If I had my druthers, I would do a lot more international travelling than I manage to do in reality. My mom and dad took a six month trip around the world when my dad finished his PhD and I grew up listening to stories of the places they visited, the things they saw, and the people they met. I’d flip through their pictures and beg to be allowed to look at their slides on my dad’s light box. Something about seeing the world called to me.
In fact, the plan was for my husband and I to do a mini-version of their trip when I finished my PhD. It wasn’t feasible to take six months, but we were planning for two. I’d researched the tickets and was plotting out our itinerary. Then we got a call asking if we wanted to adopt a little boy who was due to be born soon.
There was no question! Trip plans were shelved and nursery decorating commenced.
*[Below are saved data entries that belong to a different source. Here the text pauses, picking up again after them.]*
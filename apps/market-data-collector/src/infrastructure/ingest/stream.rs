//! Stream Task
//!
//! One supervised ingestion loop per [`StreamSpec`]. Push kinds hold a
//! subscription open; pull kinds poll on their interval. Every payload is
//! normalized into records, persisted on the blocking pool and then
//! handed to the observers of its kind.
//!
//! Failures consume the resubscription budget; a delivered record
//! refills it. Cancellation is observed at every await point.

use std::sync::Arc;
use std::time::Instant;

use futures::StreamExt;
use serde_json::{Value, json};
use tokio_util::sync::CancellationToken;

use super::plan::StreamSpec;
use super::retry::{ResubscribeConfig, ResubscribePolicy};
use crate::application::ports::{MarketDataSource, PayloadStream, SourceError, SourceScope};
use crate::application::services::ObserverRegistry;
use crate::domain::market::DataKind;
use crate::domain::record::{Record, now_millis};
use crate::infrastructure::metrics;
use crate::infrastructure::persistence::ShardedStore;

/// Columns of an OHLCV row, in venue order.
const OHLCV_FIELDS: [&str; 6] = ["timestamp", "open", "high", "low", "close", "volume"];

/// Why a stream task ended.
#[derive(Debug, Clone, PartialEq, Eq)]
pub enum StreamExit {
    /// Cancelled by the orchestrator.
    Cancelled,
    /// Retry budget spent.
    Exhausted,
    /// The venue does not offer this stream.
    Unsupported,
}

/// Shared sinks every task writes into.
#[derive(Debug, Clone)]
pub struct StreamSinks {
    /// Shard store.
    pub store: Arc<ShardedStore>,
    /// Observer callbacks.
    pub observers: Arc<ObserverRegistry>,
}

/// A single supervised stream.
pub struct StreamTask {
    spec: StreamSpec,
    source: Arc<dyn MarketDataSource>,
    sinks: StreamSinks,
    retry: ResubscribeConfig,
    cancel: CancellationToken,
}

impl StreamTask {
    /// Create a task.
    #[must_use]
    pub fn new(
        spec: StreamSpec,
        source: Arc<dyn MarketDataSource>,
        sinks: StreamSinks,
        retry: ResubscribeConfig,
        cancel: CancellationToken,
    ) -> Self {
        Self {
            spec,
            source,
            sinks,
            retry,
            cancel,
        }
    }

    /// Run until cancelled, unsupported or out of retries.
    pub async fn run(self) -> StreamExit {
        let label = self.spec.label();
        let mut policy = ResubscribePolicy::new(self.retry.clone());
        let mut depth = self.spec.depth;
        tracing::debug!(stream = %label, "Stream started");

        loop {
            if self.cancel.is_cancelled() {
                return StreamExit::Cancelled;
            }

            let error = tokio::select! {
                () = self.cancel.cancelled() => {
                    tracing::debug!(stream = %label, "Stream cancelled");
                    return StreamExit::Cancelled;
                }
                error = self.session(&mut policy, &mut depth) => error,
            };

            if error.is_permanent() {
                tracing::warn!(stream = %label, error = %error, "Stream not available on venue");
                return StreamExit::Unsupported;
            }

            let Some(delay) = policy.next_delay() else {
                tracing::error!(
                    stream = %label,
                    attempts = policy.attempt_count(),
                    error = %error,
                    "Stream failed permanently"
                );
                metrics::record_stream_failure(self.spec.kind);
                return StreamExit::Exhausted;
            };

            tracing::warn!(
                stream = %label,
                attempt = policy.attempt_count(),
                delay_ms = delay.as_millis(),
                error = %error,
                "Resubscribing"
            );
            metrics::record_stream_retry(self.spec.kind);

            tokio::select! {
                () = self.cancel.cancelled() => return StreamExit::Cancelled,
                () = tokio::time::sleep(delay) => {}
            }
        }
    }

    /// Run one subscription (or polling run) until it fails.
    async fn session(&self, policy: &mut ResubscribePolicy, depth: &mut Option<u32>) -> SourceError {
        if self.spec.kind.is_streamed() {
            let mut stream = match self.subscribe(depth).await {
                Ok(stream) => stream,
                Err(e) => return e,
            };
            loop {
                match stream.next().await {
                    Some(Ok(payload)) => {
                        self.ingest(payload).await;
                        policy.reset();
                    }
                    Some(Err(e)) => return e,
                    None => return SourceError::StreamClosed,
                }
            }
        }

        loop {
            match self.fetch().await {
                Ok(payloads) => {
                    for payload in payloads {
                        self.ingest(payload).await;
                    }
                    policy.reset();
                }
                Err(e) => return e,
            }
            tokio::time::sleep(self.spec.poll_interval).await;
        }
    }

    async fn subscribe(&self, depth: &mut Option<u32>) -> Result<PayloadStream, SourceError> {
        let symbol = self.spec.symbol.as_deref().unwrap_or_default();
        match self.spec.kind {
            DataKind::Ticker => self.source.stream_ticker(symbol).await,
            DataKind::OrderBook => match self.source.stream_order_book(symbol, *depth).await {
                Err(SourceError::InvalidRequest { message }) if depth.is_some() => {
                    tracing::warn!(
                        stream = %self.spec.label(),
                        depth = ?depth,
                        reason = %message,
                        "Depth rejected, using venue default"
                    );
                    *depth = None;
                    self.source.stream_order_book(symbol, None).await
                }
                other => other,
            },
            DataKind::Trade => self.source.stream_trades(symbol).await,
            DataKind::Candle => match self.spec.timeframe {
                Some(timeframe) => self.source.stream_candles(symbol, timeframe).await,
                None => Err(SourceError::Unsupported {
                    operation: "stream_candles",
                }),
            },
            _ => Err(SourceError::Unsupported { operation: "stream" }),
        }
    }

    async fn fetch(&self) -> Result<Vec<Value>, SourceError> {
        match self.spec.kind {
            DataKind::Balance => self.source.fetch_balance().await.map(|b| vec![b]),
            DataKind::Order => self.source.fetch_open_orders().await,
            DataKind::Fill => self.source.fetch_my_trades().await,
            DataKind::Position => self.source.fetch_positions().await,
            _ => Err(SourceError::Unsupported { operation: "fetch" }),
        }
    }

    async fn ingest(&self, payload: Value) {
        for record in normalize(&self.spec, payload, now_millis()) {
            self.persist(record).await;
        }
    }

    async fn persist(&self, record: Record) {
        let kind = record.kind;
        let store = Arc::clone(&self.sinks.store);
        let started = Instant::now();
        let outcome = tokio::task::spawn_blocking(move || {
            let written = store.write(&record);
            (written, record)
        })
        .await;
        metrics::record_write_duration(kind, started.elapsed());

        match outcome {
            Ok((true, record)) => {
                let failures = self.sinks.observers.notify(&record);
                if failures > 0 {
                    metrics::record_observer_failures(kind, failures);
                }
            }
            // The store logged and counted it.
            Ok((false, _)) => {}
            Err(e) => {
                tracing::error!(stream = %self.spec.label(), error = %e, "Write task failed");
                metrics::record_write_failure(kind);
            }
        }
    }
}

/// Turn one venue payload into zero or more records.
///
/// Trade batches are split per trade. Candle payloads keep only the
/// newest row, reshaped into a document. Private kinds are attributed to
/// the stream's account.
#[must_use]
pub fn normalize(spec: &StreamSpec, payload: Value, collected_at: i64) -> Vec<Record> {
    let venue = spec.venue.as_str();
    let symbol = spec.symbol.as_deref().unwrap_or_default();

    if spec.kind.is_private() {
        let SourceScope::Private(account) = &spec.scope else {
            tracing::warn!(stream = %spec.label(), "Private kind on a public source");
            return Vec::new();
        };
        return vec![Record::private(
            venue,
            account.clone(),
            spec.kind,
            payload,
            collected_at,
        )];
    }

    match spec.kind {
        DataKind::Trade => match payload {
            Value::Array(trades) => trades
                .into_iter()
                .map(|trade| Record::market(venue, symbol, DataKind::Trade, trade, collected_at))
                .collect(),
            single => vec![Record::market(venue, symbol, DataKind::Trade, single, collected_at)],
        },
        DataKind::Candle => {
            let (Some(timeframe), Some(document)) = (spec.timeframe, latest_candle(payload)) else {
                return Vec::new();
            };
            vec![Record::candle(venue, symbol, timeframe, document, collected_at)]
        }
        kind => vec![Record::market(venue, symbol, kind, payload, collected_at)],
    }
}

/// Newest candle as a `{timestamp, open, high, low, close, volume}`
/// document.
fn latest_candle(payload: Value) -> Option<Value> {
    let row = match payload {
        Value::Array(rows) if rows.first().is_some_and(Value::is_array) => rows.into_iter().last()?,
        Value::Array(rows) if rows.is_empty() => return None,
        other => other,
    };
    match row {
        Value::Array(columns) if columns.len() >= OHLCV_FIELDS.len() => {
            let mut document = json!({});
            for (field, value) in OHLCV_FIELDS.iter().zip(columns) {
                document[*field] = value;
            }
            Some(document)
        }
        Value::Object(_) => Some(row),
        _ => None,
    }
}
But I still dream of traveling.
That’s the beauty of books though. I can still get away whenever I want. And even if I have to pay full price, a book is a lot less than airfare. So as I’m sitting here looking at the summer stretching out in front of me with no vacation in the schedule for various and sundry reasons, I thought I’d revisit some of my favorite books that transport me to places I’d love to visit.
Australia and New Zealand are high on my list of places I want to go in real life (even though the more I read about Australia, the more convinced I am that everything there wants to kill you. And I’m not certain it’s a fantastic place for someone who is absolutely terrified of snakes to visit. Even still, I can’t seem to stop myself from making plans for someday.) It’s one of the reasons I love Narelle Atkins’ books. I think my favorite is The Bridesmaid’s Hero, because it’s not set on a glamorous beach or Sydney – but it’s got the small town feel that makes CCR so lovely but with enough that’s unique that you know you’re not in the US.
And of course there’s Kara Isaac’s books. My hands-down favorite of hers is Then There Was You. I read this one sometimes three or four times a year. It has everything you could want – a sassy heroine, a hunky hero, misunderstandings and mixed signals galore. And then a glorious, hilarious, but also happy-sigh-inducing ending that has, more than once, had me flipping back to the first page as soon as I’m finished with the last. Bonus? I get to travel to Australia and New Zealand when I read it. Two destinations for the price of one!
A little closer to home, just across the northern border in Canada, are Valerie Comer’s Riverbend Novellas. These books of hers are some that I don’t see mentioned very often, but they’re some of my favorites. They combine small town with Canadian winters (they’re not all in winter, but a couple are), and fun outdoorsy things that, at least here in the DC area, we don’t do a lot of.
And while Canada isn’t super different from the US, there are little things to catch that make me smile and realize that I’ve skipped over a border to someplace new.
Bonus? One of the bad guys shares my last name – it’s not every day the villain is named after you. (It makes me chuckle.)
Feel like heading a little farther afield? Why not scoot off to London with Autumn Macarthur’s Love in Store series. I adore this whole series, and the spinoff that heads north into Scotland. I was trying, for the sake of this post, to choose a favorite and I guess I lean a little toward Forget Paris, but they’re all so delightful and well worth your time.
Clare Revell is another whose books are set in England and leave you with a happy feeling of having traveled beyond your immediate environs. Not all of her books are straight CCR (she writes more romantic suspense, I think, than just romance) but I highly recommend both Married by Easter and Zara’s Folly if you’re looking for a quick trip to England and you’ve already read Autumn’s books.
Marion Ueckermann is an obvious go-to for armchair travels. She has books set in so many places I’d love to go. My favorites are Orphaned Hearts for a quick trip to an elephant sanctuary in Zambia and Helsinki Sunrise (set in Finland). With an honorary mention to Poles Apart, because it doesn’t seem right to leave it off the list.
Finally, because I have had the opportunity to travel here and there, I ended up writing a book set in Ireland myself. Kinsale Kisses is my offering to, hopefully, encourage readers to branch out and see what life is like away from the US. It has a lot of my favorite things about Ireland in it.
So who did I miss? Do you have a favorite author (or title) for when you want contemporary Christian romance that’s outside the usual US-based setting? Have you read all of the above? If not, what strikes your fancy? Is there a place you’d like to visit? Have you read any CCR set there?